● **Data**
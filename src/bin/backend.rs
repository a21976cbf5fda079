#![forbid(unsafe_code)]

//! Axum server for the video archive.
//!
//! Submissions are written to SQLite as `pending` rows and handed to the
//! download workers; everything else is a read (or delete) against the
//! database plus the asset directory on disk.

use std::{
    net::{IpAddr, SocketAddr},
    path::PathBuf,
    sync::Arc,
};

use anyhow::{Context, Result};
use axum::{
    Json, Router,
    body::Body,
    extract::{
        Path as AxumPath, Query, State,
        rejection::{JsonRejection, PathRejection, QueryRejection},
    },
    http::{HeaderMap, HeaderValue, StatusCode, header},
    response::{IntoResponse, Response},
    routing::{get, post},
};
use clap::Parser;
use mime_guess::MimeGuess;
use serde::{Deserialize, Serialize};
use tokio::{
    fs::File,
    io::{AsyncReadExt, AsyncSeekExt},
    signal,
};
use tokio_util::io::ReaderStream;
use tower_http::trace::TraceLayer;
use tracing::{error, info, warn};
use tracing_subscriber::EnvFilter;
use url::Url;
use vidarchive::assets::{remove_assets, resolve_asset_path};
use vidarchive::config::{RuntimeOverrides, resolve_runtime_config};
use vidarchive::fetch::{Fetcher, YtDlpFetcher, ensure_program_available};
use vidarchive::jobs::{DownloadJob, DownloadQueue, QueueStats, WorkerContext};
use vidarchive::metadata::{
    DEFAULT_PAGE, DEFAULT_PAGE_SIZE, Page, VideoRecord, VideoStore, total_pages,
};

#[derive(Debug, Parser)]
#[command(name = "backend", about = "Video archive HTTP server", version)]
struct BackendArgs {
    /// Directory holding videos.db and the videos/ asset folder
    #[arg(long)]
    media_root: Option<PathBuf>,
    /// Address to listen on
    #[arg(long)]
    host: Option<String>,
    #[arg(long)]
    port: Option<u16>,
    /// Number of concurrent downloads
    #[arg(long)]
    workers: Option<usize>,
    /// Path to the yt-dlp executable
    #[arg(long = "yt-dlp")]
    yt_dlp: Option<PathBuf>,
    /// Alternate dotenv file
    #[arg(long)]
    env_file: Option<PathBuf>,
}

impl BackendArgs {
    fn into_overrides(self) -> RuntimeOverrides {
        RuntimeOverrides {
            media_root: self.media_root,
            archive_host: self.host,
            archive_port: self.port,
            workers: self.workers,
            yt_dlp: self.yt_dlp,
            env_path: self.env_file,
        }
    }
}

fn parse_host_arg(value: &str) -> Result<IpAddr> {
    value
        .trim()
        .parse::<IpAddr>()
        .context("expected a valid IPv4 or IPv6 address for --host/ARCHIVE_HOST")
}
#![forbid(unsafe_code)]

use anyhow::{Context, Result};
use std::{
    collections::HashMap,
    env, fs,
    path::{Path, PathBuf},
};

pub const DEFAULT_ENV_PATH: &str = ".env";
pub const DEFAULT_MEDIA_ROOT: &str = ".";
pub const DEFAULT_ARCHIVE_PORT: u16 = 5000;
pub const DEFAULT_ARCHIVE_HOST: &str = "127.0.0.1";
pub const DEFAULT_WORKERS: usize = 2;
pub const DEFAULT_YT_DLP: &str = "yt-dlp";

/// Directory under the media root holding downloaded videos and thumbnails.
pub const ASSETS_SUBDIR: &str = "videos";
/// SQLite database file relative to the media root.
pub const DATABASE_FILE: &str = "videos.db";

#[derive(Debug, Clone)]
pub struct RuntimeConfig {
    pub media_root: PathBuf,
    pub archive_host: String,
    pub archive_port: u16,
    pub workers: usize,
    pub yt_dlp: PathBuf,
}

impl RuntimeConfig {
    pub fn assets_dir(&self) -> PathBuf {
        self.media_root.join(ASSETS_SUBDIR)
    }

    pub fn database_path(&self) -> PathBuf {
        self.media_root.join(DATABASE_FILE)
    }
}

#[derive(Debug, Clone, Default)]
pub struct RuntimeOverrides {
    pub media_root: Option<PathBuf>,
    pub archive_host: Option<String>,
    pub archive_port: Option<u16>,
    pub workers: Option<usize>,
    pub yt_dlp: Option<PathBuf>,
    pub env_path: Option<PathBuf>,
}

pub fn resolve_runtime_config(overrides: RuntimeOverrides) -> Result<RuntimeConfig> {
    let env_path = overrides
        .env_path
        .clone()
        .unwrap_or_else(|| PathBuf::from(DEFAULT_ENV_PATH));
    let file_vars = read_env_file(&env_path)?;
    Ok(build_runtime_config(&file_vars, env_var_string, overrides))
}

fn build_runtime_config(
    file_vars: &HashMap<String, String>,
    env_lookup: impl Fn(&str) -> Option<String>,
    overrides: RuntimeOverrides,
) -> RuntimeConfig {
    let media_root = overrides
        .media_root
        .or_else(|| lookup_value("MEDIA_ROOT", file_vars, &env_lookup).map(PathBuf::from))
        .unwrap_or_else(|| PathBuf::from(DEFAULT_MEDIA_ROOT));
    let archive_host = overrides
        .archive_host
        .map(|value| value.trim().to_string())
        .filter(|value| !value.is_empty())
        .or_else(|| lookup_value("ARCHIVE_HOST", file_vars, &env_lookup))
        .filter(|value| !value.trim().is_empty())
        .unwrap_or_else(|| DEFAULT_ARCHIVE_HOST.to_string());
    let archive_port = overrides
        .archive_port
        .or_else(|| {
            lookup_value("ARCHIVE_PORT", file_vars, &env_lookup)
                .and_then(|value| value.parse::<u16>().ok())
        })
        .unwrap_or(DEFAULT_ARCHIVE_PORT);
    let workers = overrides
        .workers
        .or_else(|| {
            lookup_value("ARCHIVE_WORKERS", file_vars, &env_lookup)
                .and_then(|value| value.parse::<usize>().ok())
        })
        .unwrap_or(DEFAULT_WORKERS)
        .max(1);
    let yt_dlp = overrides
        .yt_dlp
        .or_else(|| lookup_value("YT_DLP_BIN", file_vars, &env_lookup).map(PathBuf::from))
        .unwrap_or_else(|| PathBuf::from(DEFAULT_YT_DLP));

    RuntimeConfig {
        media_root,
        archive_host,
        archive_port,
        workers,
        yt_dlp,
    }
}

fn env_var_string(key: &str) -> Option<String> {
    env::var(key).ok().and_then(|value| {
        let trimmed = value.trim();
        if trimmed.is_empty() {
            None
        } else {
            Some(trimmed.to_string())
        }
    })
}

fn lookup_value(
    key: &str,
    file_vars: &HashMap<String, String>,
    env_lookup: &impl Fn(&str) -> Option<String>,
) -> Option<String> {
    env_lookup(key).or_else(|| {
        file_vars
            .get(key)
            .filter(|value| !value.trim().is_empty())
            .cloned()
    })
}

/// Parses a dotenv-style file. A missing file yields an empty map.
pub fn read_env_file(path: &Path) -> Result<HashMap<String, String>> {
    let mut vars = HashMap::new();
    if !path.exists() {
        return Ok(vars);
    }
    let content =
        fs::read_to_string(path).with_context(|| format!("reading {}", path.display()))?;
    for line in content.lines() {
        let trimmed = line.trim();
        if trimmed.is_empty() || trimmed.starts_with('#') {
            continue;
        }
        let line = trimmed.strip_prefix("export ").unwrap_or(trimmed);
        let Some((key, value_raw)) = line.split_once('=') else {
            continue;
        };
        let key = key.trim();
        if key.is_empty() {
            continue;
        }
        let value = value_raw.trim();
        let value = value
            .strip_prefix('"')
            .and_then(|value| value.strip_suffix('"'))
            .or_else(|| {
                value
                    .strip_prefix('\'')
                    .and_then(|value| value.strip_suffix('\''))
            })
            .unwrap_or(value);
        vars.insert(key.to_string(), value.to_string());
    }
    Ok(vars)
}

● **What this task involves**
Copy only the lines in the listing that contain "Debug".

● **Result**
#[derive(Debug, Parser)]
#[derive(Debug, Clone)]
#[derive(Debug, Clone, Default)]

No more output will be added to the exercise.